▸ SOURCE RECORDS

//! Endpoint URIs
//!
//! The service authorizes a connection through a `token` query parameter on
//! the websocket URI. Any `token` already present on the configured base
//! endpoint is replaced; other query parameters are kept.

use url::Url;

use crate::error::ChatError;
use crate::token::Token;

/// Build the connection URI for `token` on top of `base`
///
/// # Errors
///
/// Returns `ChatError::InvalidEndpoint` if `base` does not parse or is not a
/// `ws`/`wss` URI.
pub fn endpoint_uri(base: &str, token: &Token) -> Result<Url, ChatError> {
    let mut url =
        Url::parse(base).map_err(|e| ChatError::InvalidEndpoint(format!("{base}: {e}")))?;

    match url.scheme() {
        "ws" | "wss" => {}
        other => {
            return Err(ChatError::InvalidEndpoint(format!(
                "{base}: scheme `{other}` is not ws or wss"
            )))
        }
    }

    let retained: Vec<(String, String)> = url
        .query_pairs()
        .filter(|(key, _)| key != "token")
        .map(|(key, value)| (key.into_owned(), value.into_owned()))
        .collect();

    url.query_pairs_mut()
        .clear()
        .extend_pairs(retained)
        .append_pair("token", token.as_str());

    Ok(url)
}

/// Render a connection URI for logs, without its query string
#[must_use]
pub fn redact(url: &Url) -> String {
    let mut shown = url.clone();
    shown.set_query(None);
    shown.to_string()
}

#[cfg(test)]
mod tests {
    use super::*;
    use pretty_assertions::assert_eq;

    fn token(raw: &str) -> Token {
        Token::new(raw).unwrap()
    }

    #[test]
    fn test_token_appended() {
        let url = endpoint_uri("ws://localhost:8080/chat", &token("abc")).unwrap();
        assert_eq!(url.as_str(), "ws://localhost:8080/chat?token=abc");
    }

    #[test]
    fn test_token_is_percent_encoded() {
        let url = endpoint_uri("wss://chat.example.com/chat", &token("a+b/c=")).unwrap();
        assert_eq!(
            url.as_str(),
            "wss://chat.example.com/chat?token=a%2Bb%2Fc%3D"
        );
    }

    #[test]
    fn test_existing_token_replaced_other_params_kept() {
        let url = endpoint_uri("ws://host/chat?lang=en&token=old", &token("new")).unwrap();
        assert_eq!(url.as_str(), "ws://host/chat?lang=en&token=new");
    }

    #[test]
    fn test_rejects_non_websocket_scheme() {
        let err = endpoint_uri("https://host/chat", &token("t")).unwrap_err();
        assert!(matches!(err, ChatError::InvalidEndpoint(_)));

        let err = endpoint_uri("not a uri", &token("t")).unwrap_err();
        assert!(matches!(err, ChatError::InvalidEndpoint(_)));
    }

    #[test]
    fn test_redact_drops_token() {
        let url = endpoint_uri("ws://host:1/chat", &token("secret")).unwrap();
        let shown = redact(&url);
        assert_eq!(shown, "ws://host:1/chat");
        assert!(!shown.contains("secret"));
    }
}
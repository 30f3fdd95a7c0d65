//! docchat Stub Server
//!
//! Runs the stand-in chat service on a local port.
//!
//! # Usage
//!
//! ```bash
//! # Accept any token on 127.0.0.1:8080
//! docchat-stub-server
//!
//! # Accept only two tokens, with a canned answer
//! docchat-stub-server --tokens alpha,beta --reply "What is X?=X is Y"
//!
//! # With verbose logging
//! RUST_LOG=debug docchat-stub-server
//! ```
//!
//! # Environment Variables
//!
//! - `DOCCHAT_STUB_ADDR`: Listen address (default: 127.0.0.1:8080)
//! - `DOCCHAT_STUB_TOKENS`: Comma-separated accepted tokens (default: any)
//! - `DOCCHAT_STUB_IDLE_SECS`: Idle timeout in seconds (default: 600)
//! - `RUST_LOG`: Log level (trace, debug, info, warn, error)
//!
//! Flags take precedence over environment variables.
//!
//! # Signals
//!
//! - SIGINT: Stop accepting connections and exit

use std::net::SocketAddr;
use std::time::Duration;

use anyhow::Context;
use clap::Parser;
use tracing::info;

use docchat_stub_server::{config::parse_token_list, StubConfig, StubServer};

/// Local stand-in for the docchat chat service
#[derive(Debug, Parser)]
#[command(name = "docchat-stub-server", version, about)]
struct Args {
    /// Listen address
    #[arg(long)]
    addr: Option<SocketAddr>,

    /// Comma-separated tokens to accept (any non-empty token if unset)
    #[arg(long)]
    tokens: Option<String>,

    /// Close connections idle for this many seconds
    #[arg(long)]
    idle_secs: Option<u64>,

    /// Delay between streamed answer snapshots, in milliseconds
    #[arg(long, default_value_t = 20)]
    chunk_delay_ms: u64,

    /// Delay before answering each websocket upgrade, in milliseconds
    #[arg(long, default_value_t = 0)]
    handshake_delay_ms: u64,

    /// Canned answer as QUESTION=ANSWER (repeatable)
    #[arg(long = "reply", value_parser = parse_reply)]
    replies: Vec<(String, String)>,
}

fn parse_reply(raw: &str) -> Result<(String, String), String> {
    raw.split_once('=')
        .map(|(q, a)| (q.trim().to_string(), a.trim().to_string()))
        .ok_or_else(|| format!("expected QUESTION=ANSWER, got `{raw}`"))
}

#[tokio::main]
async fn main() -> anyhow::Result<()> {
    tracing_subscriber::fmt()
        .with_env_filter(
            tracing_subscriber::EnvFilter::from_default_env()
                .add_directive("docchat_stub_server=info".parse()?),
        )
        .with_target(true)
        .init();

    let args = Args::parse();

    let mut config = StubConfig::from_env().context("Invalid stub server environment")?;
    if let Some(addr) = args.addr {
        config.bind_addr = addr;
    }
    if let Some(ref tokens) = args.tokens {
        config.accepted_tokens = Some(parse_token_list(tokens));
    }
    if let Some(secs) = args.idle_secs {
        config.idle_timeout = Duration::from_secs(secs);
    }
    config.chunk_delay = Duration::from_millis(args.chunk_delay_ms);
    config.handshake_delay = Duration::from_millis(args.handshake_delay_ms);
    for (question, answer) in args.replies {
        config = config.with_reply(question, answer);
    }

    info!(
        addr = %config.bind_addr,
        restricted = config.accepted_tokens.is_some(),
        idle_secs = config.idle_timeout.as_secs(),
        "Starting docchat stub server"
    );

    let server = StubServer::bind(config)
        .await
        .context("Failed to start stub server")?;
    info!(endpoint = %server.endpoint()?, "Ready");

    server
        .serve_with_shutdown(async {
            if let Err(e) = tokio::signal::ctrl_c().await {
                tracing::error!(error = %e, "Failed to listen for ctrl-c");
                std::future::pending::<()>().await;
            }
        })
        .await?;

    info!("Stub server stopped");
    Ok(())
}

▸ WORK ORDER
With the line that has "let args = Args::parse();" as the first and the line that has "config.accepted_tokens = Some(parse_token_list(tokens));" as the last, repeat exactly that run of lines above and no more.

▸ RESPONSE TO THE TASK
    let args = Args::parse();

    let mut config = StubConfig::from_env().context("Invalid stub server environment")?;
    if let Some(addr) = args.addr {
        config.bind_addr = addr;
    }
    if let Some(ref tokens) = args.tokens {
        config.accepted_tokens = Some(parse_token_list(tokens));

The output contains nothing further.